-- RECORDS FOR THIS TASK follows --

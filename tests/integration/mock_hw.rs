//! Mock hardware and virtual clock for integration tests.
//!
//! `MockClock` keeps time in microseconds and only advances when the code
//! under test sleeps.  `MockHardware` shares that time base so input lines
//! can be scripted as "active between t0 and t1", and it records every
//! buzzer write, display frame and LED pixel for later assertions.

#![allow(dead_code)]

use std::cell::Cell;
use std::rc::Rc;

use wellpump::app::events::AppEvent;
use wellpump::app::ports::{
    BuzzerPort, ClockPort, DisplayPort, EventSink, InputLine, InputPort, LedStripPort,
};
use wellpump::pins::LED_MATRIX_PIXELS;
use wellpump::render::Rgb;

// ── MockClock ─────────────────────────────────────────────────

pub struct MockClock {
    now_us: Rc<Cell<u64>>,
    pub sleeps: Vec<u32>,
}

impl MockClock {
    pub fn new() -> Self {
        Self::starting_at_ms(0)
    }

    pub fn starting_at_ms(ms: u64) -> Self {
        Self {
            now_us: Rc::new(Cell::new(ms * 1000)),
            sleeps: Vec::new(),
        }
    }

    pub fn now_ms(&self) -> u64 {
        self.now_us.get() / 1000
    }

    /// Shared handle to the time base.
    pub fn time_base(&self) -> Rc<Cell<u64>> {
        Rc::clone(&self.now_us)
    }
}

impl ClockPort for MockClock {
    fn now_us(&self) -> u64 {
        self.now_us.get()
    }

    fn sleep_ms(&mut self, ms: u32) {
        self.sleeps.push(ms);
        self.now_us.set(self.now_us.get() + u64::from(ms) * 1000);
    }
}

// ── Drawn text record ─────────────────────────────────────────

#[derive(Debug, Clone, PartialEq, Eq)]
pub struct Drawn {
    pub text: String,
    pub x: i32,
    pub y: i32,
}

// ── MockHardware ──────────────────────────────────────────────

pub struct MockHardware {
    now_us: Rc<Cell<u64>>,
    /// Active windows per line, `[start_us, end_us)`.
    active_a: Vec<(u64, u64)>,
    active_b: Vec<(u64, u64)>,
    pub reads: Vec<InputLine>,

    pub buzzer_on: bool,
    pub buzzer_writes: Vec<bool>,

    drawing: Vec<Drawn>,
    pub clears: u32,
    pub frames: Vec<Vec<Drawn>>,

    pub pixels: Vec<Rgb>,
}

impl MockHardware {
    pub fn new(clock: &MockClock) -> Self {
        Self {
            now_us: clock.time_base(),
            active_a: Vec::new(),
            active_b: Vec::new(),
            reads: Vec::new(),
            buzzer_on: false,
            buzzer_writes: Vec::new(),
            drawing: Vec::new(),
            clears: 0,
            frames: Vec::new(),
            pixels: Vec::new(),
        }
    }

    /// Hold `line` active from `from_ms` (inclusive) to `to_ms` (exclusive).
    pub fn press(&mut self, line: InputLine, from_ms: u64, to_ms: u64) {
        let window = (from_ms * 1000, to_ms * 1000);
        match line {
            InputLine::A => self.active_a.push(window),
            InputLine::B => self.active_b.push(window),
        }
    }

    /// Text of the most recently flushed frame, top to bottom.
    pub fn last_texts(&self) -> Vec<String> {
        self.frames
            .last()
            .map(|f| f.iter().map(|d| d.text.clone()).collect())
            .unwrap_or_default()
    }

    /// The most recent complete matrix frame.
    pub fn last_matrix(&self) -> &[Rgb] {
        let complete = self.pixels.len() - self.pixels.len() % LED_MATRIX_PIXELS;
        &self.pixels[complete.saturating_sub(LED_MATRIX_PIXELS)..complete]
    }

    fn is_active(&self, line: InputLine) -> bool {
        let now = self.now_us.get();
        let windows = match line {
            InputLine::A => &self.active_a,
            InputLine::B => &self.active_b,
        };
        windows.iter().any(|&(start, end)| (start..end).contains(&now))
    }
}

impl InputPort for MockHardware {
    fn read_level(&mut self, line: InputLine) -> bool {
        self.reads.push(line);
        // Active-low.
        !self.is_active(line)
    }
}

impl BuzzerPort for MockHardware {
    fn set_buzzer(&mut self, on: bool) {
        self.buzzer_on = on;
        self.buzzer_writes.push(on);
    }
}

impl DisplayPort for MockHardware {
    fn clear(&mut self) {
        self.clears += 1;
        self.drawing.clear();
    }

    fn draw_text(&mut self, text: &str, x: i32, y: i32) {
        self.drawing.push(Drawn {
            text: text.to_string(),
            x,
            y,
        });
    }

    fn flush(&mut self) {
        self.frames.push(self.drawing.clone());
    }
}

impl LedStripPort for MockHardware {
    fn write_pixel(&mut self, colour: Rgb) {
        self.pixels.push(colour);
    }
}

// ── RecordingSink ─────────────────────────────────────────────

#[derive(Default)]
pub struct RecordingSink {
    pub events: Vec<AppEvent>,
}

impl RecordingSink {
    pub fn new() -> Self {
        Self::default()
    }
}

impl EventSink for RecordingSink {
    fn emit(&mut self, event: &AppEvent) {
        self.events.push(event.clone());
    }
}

-- RECORDS FOR THIS TASK concluded --
-- RECORDS FOR THIS TASK follows --

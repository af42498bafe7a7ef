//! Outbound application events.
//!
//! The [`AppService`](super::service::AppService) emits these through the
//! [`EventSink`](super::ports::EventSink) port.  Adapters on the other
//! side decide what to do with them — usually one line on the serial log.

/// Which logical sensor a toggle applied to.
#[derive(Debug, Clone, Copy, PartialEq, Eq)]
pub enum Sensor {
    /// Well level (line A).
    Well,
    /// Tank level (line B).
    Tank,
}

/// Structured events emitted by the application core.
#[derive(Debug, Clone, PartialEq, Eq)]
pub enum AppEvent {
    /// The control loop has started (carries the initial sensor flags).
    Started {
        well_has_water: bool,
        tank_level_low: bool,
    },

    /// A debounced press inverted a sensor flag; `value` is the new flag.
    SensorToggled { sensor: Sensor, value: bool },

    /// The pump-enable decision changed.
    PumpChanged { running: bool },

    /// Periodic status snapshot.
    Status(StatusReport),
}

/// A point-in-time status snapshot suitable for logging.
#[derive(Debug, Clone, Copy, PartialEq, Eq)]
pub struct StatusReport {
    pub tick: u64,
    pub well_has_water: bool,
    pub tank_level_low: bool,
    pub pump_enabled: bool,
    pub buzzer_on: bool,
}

-- RECORDS FOR THIS TASK concluded --

### [EXERCISE DIRECTIONS]
Show me every line of the entries above that holds "press".

### [ANSWER FOR THE TASK]
    pub fn press(&mut self, line: InputLine, from_ms: u64, to_ms: u64) {
    /// A debounced press inverted a sensor flag; `value` is the new flag.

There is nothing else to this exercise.